However what was more interesting was Anish Giri’s continued Twitter banter with Magnus Carlsen – which forms the topic of this blog. Anish Giri is one of very few top chess players who are active on Twitter. Furthermore he is one of very few sports-persons who indulge in sarcastic, witty, sometimes controversial and rude comments on Twitter. Here is what Giri tweeted after his defeat in the Tie-break.


Giri was leading the tournament all along till last round. When Giri was asked after 11th round (with 2 more to go and when he was the sole leader) about a possible tie-break he dismissed the question saying that it was too premature to think about tie-break since he was clearly the leader at that point. But the way he expressed it was very interesting! He said it was “like marrying and skipping your wedding night”.

So when when Carlsen caught up with him for the shared top spot and the tie-break actually happened, Chessbase reported it with the headline: Tata Steel Chess: “Tomorrow is the wedding night

Since there had to be only one winner, they played a tie-break which Giri lost. So one can say that Giri’s tweet was as a sore loser and filled with sarcasm, or it was probably by an outspoken person who likes playful exchanges.

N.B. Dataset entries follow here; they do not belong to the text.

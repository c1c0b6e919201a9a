//! Content-variant resolution: the entry/experience wire model and the pure
//! [`resolve`] function that maps a baseline entry plus the visitor's selection set to the entry
//! to render.

mod models;
mod resolve;

pub use models::{
    AudienceRef, Entry, EntryRef, ExperienceComponent, ExperienceConfig, ExperienceEntry,
    ExperienceType, InlineValue, InlineValueType, TryParse, PERSONALIZATION_META_FIELD,
};
pub use resolve::{resolve, Resolution};
//! End-to-end tests for the client surface against a mock profile/events API.
use std::sync::Arc;
use std::time::Duration;

use wiremock::matchers::{header, method, path};
use wiremock::{Mock, MockServer, ResponseTemplate};

use attune_core::events::NoAmbient;
use attune_core::storage::InMemoryStorage;
use attune_core::view_tracking::{ComponentViewData, ElementId};
use attune_core::{Client, ClientConfig, Error};

fn profile_response() -> serde_json::Value {
    serde_json::json!({
        "data": {
            "profile": {
                "id": "p-1",
                "stableId": "s-1",
                "random": 0.42,
                "audiences": ["aud-1"],
                "traits": {},
            },
            "experiences": [{
                "experienceId": "E1",
                "variantIndex": 1,
                "variants": {"B1": "V1"},
                "sticky": true,
            }],
            "changes": [],
        },
        "message": "ok",
        "error": null,
    })
}

fn config(server: &MockServer) -> ClientConfig {
    let mut config = ClientConfig::new("org-1", "main");
    config.base_url = server.uri();
    config.transport.retries = 0;
    config.transport.min_backoff = Duration::from_millis(1);
    config.delivery_interval = Duration::from_secs(3600);
    config
}

fn client(server: &MockServer) -> Client {
    let _ = env_logger::builder().is_test(true).try_init();
    Client::new(
        config(server),
        Arc::new(InMemoryStorage::new()),
        Arc::new(NoAmbient),
    )
    .unwrap()
}

#[tokio::test]
async fn track_updates_profile_and_selection_state() {
    let server = MockServer::start().await;
    Mock::given(method("POST"))
        .and(path("/v2/organizations/org-1/environments/main/profiles"))
        .respond_with(ResponseTemplate::new(200).set_body_json(profile_response()))
        .expect(1)
        .mount(&server)
        .await;

    let client = client(&server);
    client.track("clicked_cta", Default::default()).await.unwrap();

    let profile = client.get_profile().unwrap();
    assert_eq!(profile.id, "p-1");
    assert_eq!(profile.audiences, vec!["aud-1".to_owned()]);

    // The fresh selection set now drives resolution.
    let entry: attune_core::personalization::Entry =
        serde_json::from_value(serde_json::json!({
            "id": "B1",
            "experiences": [{
                "id": "E1",
                "type": "experiment",
                "config": {
                    "distribution": [0.5, 0.5],
                    "components": [{
                        "type": "entryReplacement",
                        "baseline": {"id": "B1"},
                        "variants": [{"id": "V1"}],
                    }],
                },
                "variants": [{"id": "V1"}],
            }],
        }))
        .unwrap();
    let resolution = client.resolve(entry);
    assert_eq!(resolution.entry.id, "V1");
    assert_eq!(
        resolution.personalization.map(|p| p.variant_index),
        Some(1)
    );
    server.verify().await;
}

#[tokio::test]
async fn subsequent_mutations_address_the_known_profile() {
    let server = MockServer::start().await;
    Mock::given(method("POST"))
        .and(path("/v2/organizations/org-1/environments/main/profiles"))
        .respond_with(ResponseTemplate::new(200).set_body_json(profile_response()))
        .expect(1)
        .mount(&server)
        .await;
    Mock::given(method("POST"))
        .and(path("/v2/organizations/org-1/environments/main/profiles/p-1"))
        .respond_with(ResponseTemplate::new(200).set_body_json(profile_response()))
        .expect(1)
        .mount(&server)
        .await;

    let client = client(&server);
    client.track("first", Default::default()).await.unwrap();
    client.track("second", Default::default()).await.unwrap();
    server.verify().await;
}

#[tokio::test]
async fn plain_text_body_mode_posts_json_as_text() {
    let server = MockServer::start().await;
    Mock::given(method("POST"))
        .and(path("/v2/organizations/org-1/environments/main/profiles"))
        .and(header("content-type", "text/plain"))
        .respond_with(ResponseTemplate::new(200).set_body_json(profile_response()))
        .expect(1)
        .mount(&server)
        .await;

    let mut config = config(&server);
    config.plain_text_body = true;
    let client = Client::new(
        config,
        Arc::new(InMemoryStorage::new()),
        Arc::new(NoAmbient),
    )
    .unwrap();

    client.page(Default::default()).await.unwrap();
    let requests = server.received_requests().await.unwrap();
    let body: serde_json::Value = serde_json::from_slice(&requests[0].body).unwrap();
    assert_eq!(body["events"][0]["type"], "page");
    server.verify().await;
}

#[tokio::test]
async fn malformed_success_response_is_a_schema_error() {
    let server = MockServer::start().await;
    Mock::given(method("POST"))
        .and(path("/v2/organizations/org-1/environments/main/profiles"))
        .respond_with(ResponseTemplate::new(200).set_body_string("not json"))
        .mount(&server)
        .await;

    let client = client(&server);
    let err = client.track("clicked", Default::default()).await.unwrap_err();
    assert!(matches!(err, Error::SchemaValidation(_)));
}

#[tokio::test]
async fn envelope_error_surfaces_as_api_error() {
    let server = MockServer::start().await;
    Mock::given(method("POST"))
        .and(path("/v2/organizations/org-1/environments/main/profiles"))
        .respond_with(ResponseTemplate::new(200).set_body_json(serde_json::json!({
            "data": null,
            "message": null,
            "error": "environment not found",
        })))
        .mount(&server)
        .await;

    let client = client(&server);
    let err = client.track("clicked", Default::default()).await.unwrap_err();
    assert!(matches!(err, Error::Api { .. }));
}

#[tokio::test]
async fn denied_consent_keeps_component_views_off_the_wire() {
    let server = MockServer::start().await;
    Mock::given(method("POST"))
        .and(path("/v1/organizations/org-1/environments/main/events"))
        .respond_with(ResponseTemplate::new(200).set_body_json(serde_json::json!({})))
        .expect(0)
        .mount(&server)
        .await;

    let client = client(&server);
    let element = ElementId::from("el-1");
    client
        .observe(
            element.clone(),
            ComponentViewData {
                entry_id: "V1".to_owned(),
                experience_id: Some("E1".to_owned()),
                variant_index: 1,
                sticky: true,
                duplication_scope: None,
            },
        )
        .unwrap();

    // Consent withdrawn between observation and the visibility notification.
    client.set_consent(attune_core::Consent::Denied);
    client.view_tracking().element_visible(&element).await;
    client.flush_events().await;

    assert!(server.received_requests().await.unwrap().is_empty());
    server.verify().await;
}

#[tokio::test]
async fn flushed_component_views_reach_the_batch_endpoint_with_anonymous_id() {
    let server = MockServer::start().await;
    Mock::given(method("POST"))
        .and(path("/v1/organizations/org-1/environments/main/events"))
        .respond_with(ResponseTemplate::new(200).set_body_json(serde_json::json!({})))
        .expect(1)
        .mount(&server)
        .await;

    let client = client(&server);
    let element = ElementId::from("el-1");
    client
        .observe(
            element.clone(),
            ComponentViewData {
                entry_id: "V1".to_owned(),
                experience_id: Some("E1".to_owned()),
                variant_index: 1,
                sticky: true,
                duplication_scope: None,
            },
        )
        .unwrap();
    client.view_tracking().element_visible(&element).await;
    client.flush_events().await;

    let requests = server.received_requests().await.unwrap();
    let body: serde_json::Value = serde_json::from_slice(&requests[0].body).unwrap();
    let event = &body["events"][0];
    assert_eq!(event["type"], "component");
    assert_eq!(event["properties"]["component"], "V1");
    assert_eq!(event["properties"]["variantIndex"], 1);
    assert!(event["anonymousId"].is_string());
    server.verify().await;
}
use serde::{Deserialize, Serialize};

use crate::sdk_metadata::SdkMetadata;
use crate::timestamp::Timestamp;

/// Properties shared by every event kind.
///
/// `message_id` is a fresh UUID stamped at construction time and serves as the idempotency key
/// for server-side dedup. The three timestamps are identical at construction, since events are
/// built synchronously rather than queued-then-stamped.
#[derive(Debug, Clone, PartialEq, Serialize)]
#[serde(rename_all = "camelCase")]
pub struct UniversalEventProperties {
    pub channel: String,
    pub context: EventContext,
    pub message_id: String,
    pub original_timestamp: Timestamp,
    pub sent_at: Timestamp,
    pub timestamp: Timestamp,
    #[serde(default, skip_serializing_if = "Option::is_none")]
    pub user_id: Option<String>,
}

/// Ambient context captured when an event is built.
#[derive(Debug, Clone, PartialEq, Serialize)]
#[serde(rename_all = "camelCase")]
pub struct EventContext {
    pub library: SdkMetadata,
    #[serde(default, skip_serializing_if = "Option::is_none")]
    pub locale: Option<String>,
    #[serde(default, skip_serializing_if = "Option::is_none")]
    pub user_agent: Option<String>,
    #[serde(default, skip_serializing_if = "Option::is_none")]
    pub page: Option<PageProperties>,
}

/// Page snapshot / page-view properties. All fields are independently optional so the same shape
/// serves both as the ambient snapshot and as a caller-supplied partial.
#[derive(Debug, Clone, PartialEq, Serialize, Deserialize, Default)]
#[serde(rename_all = "camelCase")]
#[allow(missing_docs)]
pub struct PageProperties {
    #[serde(default, skip_serializing_if = "Option::is_none")]
    pub url: Option<String>,
    #[serde(default, skip_serializing_if = "Option::is_none")]
    pub path: Option<String>,
    #[serde(default, skip_serializing_if = "Option::is_none")]
    pub search: Option<String>,
    #[serde(default, skip_serializing_if = "Option::is_none")]
    pub title: Option<String>,
    #[serde(default, skip_serializing_if = "Option::is_none")]
    pub referrer: Option<String>,
    #[serde(flatten)]
    pub extra: serde_json::Map<String, serde_json::Value>,
}

impl PageProperties {
    /// Deep-merge `self` (the caller-supplied partial) over `ambient`. Caller fields win;
    /// ambient fields fill the gaps. The ambient `title` in particular is only a fallback for an
    /// unset title, never an override.
    pub fn merged_over(mut self, ambient: PageProperties) -> PageProperties {
        self.url = self.url.or(ambient.url);
        self.path = self.path.or(ambient.path);
        self.search = self.search.or(ambient.search);
        self.title = self.title.or(ambient.title);
        self.referrer = self.referrer.or(ambient.referrer);
        fill_missing(&mut self.extra, ambient.extra);
        self
    }
}

/// Fill `target` with entries from `source` it lacks. Where both sides hold a JSON object under
/// the same key the merge recurses, so a caller partial like `{"campaign": {"source": ...}}`
/// keeps the ambient `campaign.medium` alongside it.
fn fill_missing(
    target: &mut serde_json::Map<String, serde_json::Value>,
    source: serde_json::Map<String, serde_json::Value>,
) {
    for (key, value) in source {
        match target.entry(key) {
            serde_json::map::Entry::Vacant(slot) => {
                slot.insert(value);
            }
            serde_json::map::Entry::Occupied(mut slot) => {
                if let (serde_json::Value::Object(nested), serde_json::Value::Object(ambient)) =
                    (slot.get_mut(), value)
                {
                    fill_missing(nested, ambient);
                }
            }
        }
    }
}

/// Properties of a component-view event: which rendered entry became visible and which
/// personalization (if any) produced it.
#[derive(Debug, Clone, PartialEq, Serialize, Deserialize)]
#[serde(rename_all = "camelCase")]
pub struct ComponentViewProperties {
    /// Id of the rendered entry.
    pub component: String,
    #[serde(default, skip_serializing_if = "Option::is_none")]
    pub experience: Option<String>,
    #[serde(default, skip_serializing_if = "Option::is_none")]
    pub variant: Option<String>,
    pub variant_index: u32,
}

/// An analytics event, tagged by `type` on the wire.
#[derive(Debug, Clone, PartialEq, Serialize)]
#[serde(tag = "type", rename_all = "camelCase")]
pub enum Event {
    #[serde(rename_all = "camelCase")]
    Page {
        #[serde(flatten)]
        universal: UniversalEventProperties,
        properties: PageProperties,
    },
    #[serde(rename_all = "camelCase")]
    Track {
        #[serde(flatten)]
        universal: UniversalEventProperties,
        event: String,
        #[serde(default)]
        properties: serde_json::Map<String, serde_json::Value>,
    },
    #[serde(rename_all = "camelCase")]
    Identify {
        #[serde(flatten)]
        universal: UniversalEventProperties,
        #[serde(default)]
        traits: serde_json::Map<String, serde_json::Value>,
    },
    #[serde(rename_all = "camelCase")]
    Component {
        #[serde(flatten)]
        universal: UniversalEventProperties,
        properties: ComponentViewProperties,
    },
    #[serde(rename_all = "camelCase")]
    Screen {
        #[serde(flatten)]
        universal: UniversalEventProperties,
        name: String,
        #[serde(default)]
        properties: serde_json::Map<String, serde_json::Value>,
    },
    #[serde(rename_all = "camelCase")]
    Alias {
        #[serde(flatten)]
        universal: UniversalEventProperties,
        previous_id: String,
    },
    #[serde(rename_all = "camelCase")]
    Group {
        #[serde(flatten)]
        universal: UniversalEventProperties,
        group_id: String,
        #[serde(default)]
        traits: serde_json::Map<String, serde_json::Value>,
    },
}

impl Event {
    /// Shared properties, regardless of kind.
    pub fn universal(&self) -> &UniversalEventProperties {
        match self {
            Event::Page { universal, .. }
            | Event::Track { universal, .. }
            | Event::Identify { universal, .. }
            | Event::Component { universal, .. }
            | Event::Screen { universal, .. }
            | Event::Alias { universal, .. }
            | Event::Group { universal, .. } => universal,
        }
    }
}

/// An [`Event`] as shipped to the batch ingestion endpoint, which additionally requires the
/// visitor's anonymous id on every event.
#[derive(Debug, Clone, PartialEq, Serialize)]
#[serde(rename_all = "camelCase")]
pub struct BatchEvent {
    #[serde(flatten)]
    pub event: Event,
    pub anonymous_id: String,
}

#[cfg(test)]
mod tests {
    use super::*;

    fn page(extra: serde_json::Value) -> PageProperties {
        let serde_json::Value::Object(extra) = extra else {
            panic!("extra must be an object");
        };
        PageProperties {
            extra,
            ..Default::default()
        }
    }

    #[test]
    fn nested_objects_merge_instead_of_replacing() {
        let partial = page(serde_json::json!({
            "campaign": {"source": "newsletter"},
        }));
        let ambient = page(serde_json::json!({
            "campaign": {"source": "organic", "medium": "email"},
            "experiment": "exp-1",
        }));

        let merged = partial.merged_over(ambient);
        assert_eq!(merged.extra["campaign"]["source"], "newsletter");
        assert_eq!(merged.extra["campaign"]["medium"], "email");
        assert_eq!(merged.extra["experiment"], "exp-1");
    }

    #[test]
    fn mismatched_value_kinds_keep_the_caller_side() {
        let partial = page(serde_json::json!({"campaign": "spring-sale"}));
        let ambient = page(serde_json::json!({"campaign": {"source": "organic"}}));

        let merged = partial.merged_over(ambient);
        assert_eq!(merged.extra["campaign"], "spring-sale");
    }
}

If you have followed Anish Giri on Twitter you would think that it is the latter. Here are more examples.


“One tweet in a row…” 🙂

Or check this sarcastic tweet by Giri when Carlsen recently blundered and lost a piece and the game. A rare blunder by Carlsen. But this backhanded compliment was for the Carlsen’s fans across the world who often say that he is so much ahead of his peers that he can give away a piece against the strong players and still win!


Here is one more after Young Indian GM Vidit Gujarathi won the Challenger section of Tata Steel Chess Tournament and qualified for next year’s Main category. Giri came up with a pun on “we did it”.


Sometime back he took a crack on Carlsen (without naming him) who supposedly left early for preparation and didn’t wait till dessert. Giri brilliant used the chess lingo and asked if it was a “blunder or a sacrifice”?


Then he teased Carlsen who played against Giri and “just managed” a draw.


And going back ever further, he teased Carlsen by an intelligent remark on “Larsen”!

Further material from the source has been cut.